For each line of the data that includes the word "never", copy the line.
::::::::
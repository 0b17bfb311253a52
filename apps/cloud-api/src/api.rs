//! HTTP surface of the Cloud API.
//!
//! Thin axum handlers over the ingestion and settlement services:
//!
//! - `POST /api/sync/sales` - bulk replay ingestion (always 200, per-item
//!   outcomes)
//! - `POST /api/sales`      - online checkout through the same settlement
//!   engine (insufficient stock → 409)
//! - `GET  /api/catalog`    - product feed for register read-through caches
//! - `GET  /health`         - reachability probe

use axum::extract::State;
use axum::routing::{get, post};
use axum::{Json, Router};
use chrono::Utc;
use tracing::debug;

use vela_core::{
    HealthStatus, Product, Sale, SaleEnvelope, SyncSalesRequest, SyncSalesResponse,
};

use crate::error::ApiError;
use crate::ingest;
use crate::settlement::{SettlementError, SettlementMode};
use crate::AppState;

/// Builds the API router over the shared state.
pub fn router(state: AppState) -> Router {
    Router::new()
        .route("/health", get(health))
        .route("/api/sync/sales", post(sync_sales))
        .route("/api/sales", post(checkout))
        .route("/api/catalog", get(catalog))
        .with_state(state)
}

/// Reachability probe. Success/failure plus a timestamp; never business data.
async fn health(State(state): State<AppState>) -> Result<Json<HealthStatus>, ApiError> {
    if !state.db.health_check().await {
        return Err(ApiError::Internal("database unavailable".into()));
    }
    Ok(Json(HealthStatus::ok(Utc::now())))
}

/// Bulk sale ingestion (offline-replay path). Always 200 with a structured
/// per-item outcome array; one bad item never fails the whole batch.
async fn sync_sales(
    State(state): State<AppState>,
    Json(request): Json<SyncSalesRequest>,
) -> Json<SyncSalesResponse> {
    Json(ingest::process_batch(&state.engine, &state.db, request).await)
}

/// Online checkout: same settlement engine, Checkout mode. A double-submitted
/// local id resolves to the already-recorded sale instead of a duplicate.
async fn checkout(
    State(state): State<AppState>,
    Json(envelope): Json<SaleEnvelope>,
) -> Result<Json<Sale>, ApiError> {
    match state.engine.settle(&envelope, SettlementMode::Checkout).await {
        Ok(sale) => Ok(Json(sale)),
        Err(SettlementError::Duplicate(local_id)) => {
            debug!(%local_id, "Checkout replayed an already-recorded sale");
            let existing = state
                .db
                .find_sale_id_by_local_id(&local_id)
                .await?
                .ok_or_else(|| ApiError::NotFound(format!("sale for local id {local_id}")))?;
            let sale = state
                .db
                .get_sale(&existing)
                .await?
                .ok_or_else(|| ApiError::NotFound(format!("sale {existing}")))?;
            Ok(Json(sale))
        }
        Err(e) => Err(e.into()),
    }
}

/// Product feed for the register read-through caches.
async fn catalog(State(state): State<AppState>) -> Result<Json<Vec<Product>>, ApiError> {
    Ok(Json(state.db.list_products().await?))
}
::::::::
- **YOUR SOLUTION**
/// Reachability probe. Success/failure plus a timestamp; never business data.
/// per-item outcome array; one bad item never fails the whole batch.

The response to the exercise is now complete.